But to say that Rangel is the only one mixed up in the unsavory combination of cash, influence and policy-making would be disingenuous. Just today we saw reports of Sen. Richard Shelby (R-Ala.) steering $250 million in earmarks to former staffers and campaign contributors. Speaker-wannabe Rep. John Boehner (R-Ohio) is selling private access to his office to those able to bundle $100,000. The PMA lobbying scandal is still unfolding. And just a few weeks ago, we learned that the Office of Congressional Ethics is looking into possible quid-pro-quos in the votes and political fundraisers of a handful of key lawmakers during the financial reform debate.

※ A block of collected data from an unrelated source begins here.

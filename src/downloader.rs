use crate::table::DataTable;

/// Render the table as CSV text: one header row, then one row per record
/// with every data field quoted and embedded quotes doubled.
///
/// # Arguments
/// * `table` - The table to export
///
/// # Returns
/// * `String` - The CSV content
///
/// # Examples
/// ```
/// use athena::table::{CellValue, DataTable};
/// use athena::downloader::to_csv;
///
/// let table = DataTable::new(
///     vec!["A".to_string(), "B".to_string()],
///     vec![vec![CellValue::Number(1.0), CellValue::Text("x".into())]],
/// );
/// assert_eq!(to_csv(&table), "A,B\n\"1\",\"x\"");
/// ```
pub fn to_csv(table: &DataTable) -> String {
    let mut lines = Vec::with_capacity(table.row_count() + 1);
    lines.push(table.headers().join(","));

    for row in table.rows() {
        let fields: Vec<String> = row
            .iter()
            .map(|value| format!("\"{}\"", value.to_string().replace('"', "\"\"")))
            .collect();
        lines.push(fields.join(","));
    }

    lines.join("\n")
}

/// Derive the download filename from the uploaded file's name by replacing
/// its extension with `_analysis.csv`.
pub fn export_filename(source_name: &str) -> String {
    let lower = source_name.to_lowercase();
    for ext in [".xlsx", ".xls", ".csv"] {
        if lower.ends_with(ext) {
            let stem = &source_name[..source_name.len() - ext.len()];
            return format!("{}_analysis.csv", stem);
        }
    }
    format!("{}_analysis.csv", source_name)
}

It's not about Republicans or Democrats or just some random members. It's not a few bad apples--it's the whole damn barrel that's rotten.
Members of Congress spend their days regulating the industries they take cash from at night. Our political system is predicated on this inherent conflict of interest that encourages trading policy favors for campaign cash. It is no wonder confidence in our government is at an all time low. Voters think their members of Congress are accountable to their special interest donors instead of them.
It's time to restore government to one that is of, by, and for the people and not bought and paid for by special interests. With nearly 200 supporters in the House, Congress should move forward with the Fair Elections Now Act (H.R. 1826, S. 752), which would end candidates' reliance on big money campaign donations.
From minority party freshmen right up to Speaker Nancy Pelosi (D-Calif.), there's not a single incumbent who wouldn't benefit from demonstrating to their voters that they are ready to jettison our pay-to-play political system.
Rep. Rangel may be the one in the spotlight today, but it's the whole system that's guilty.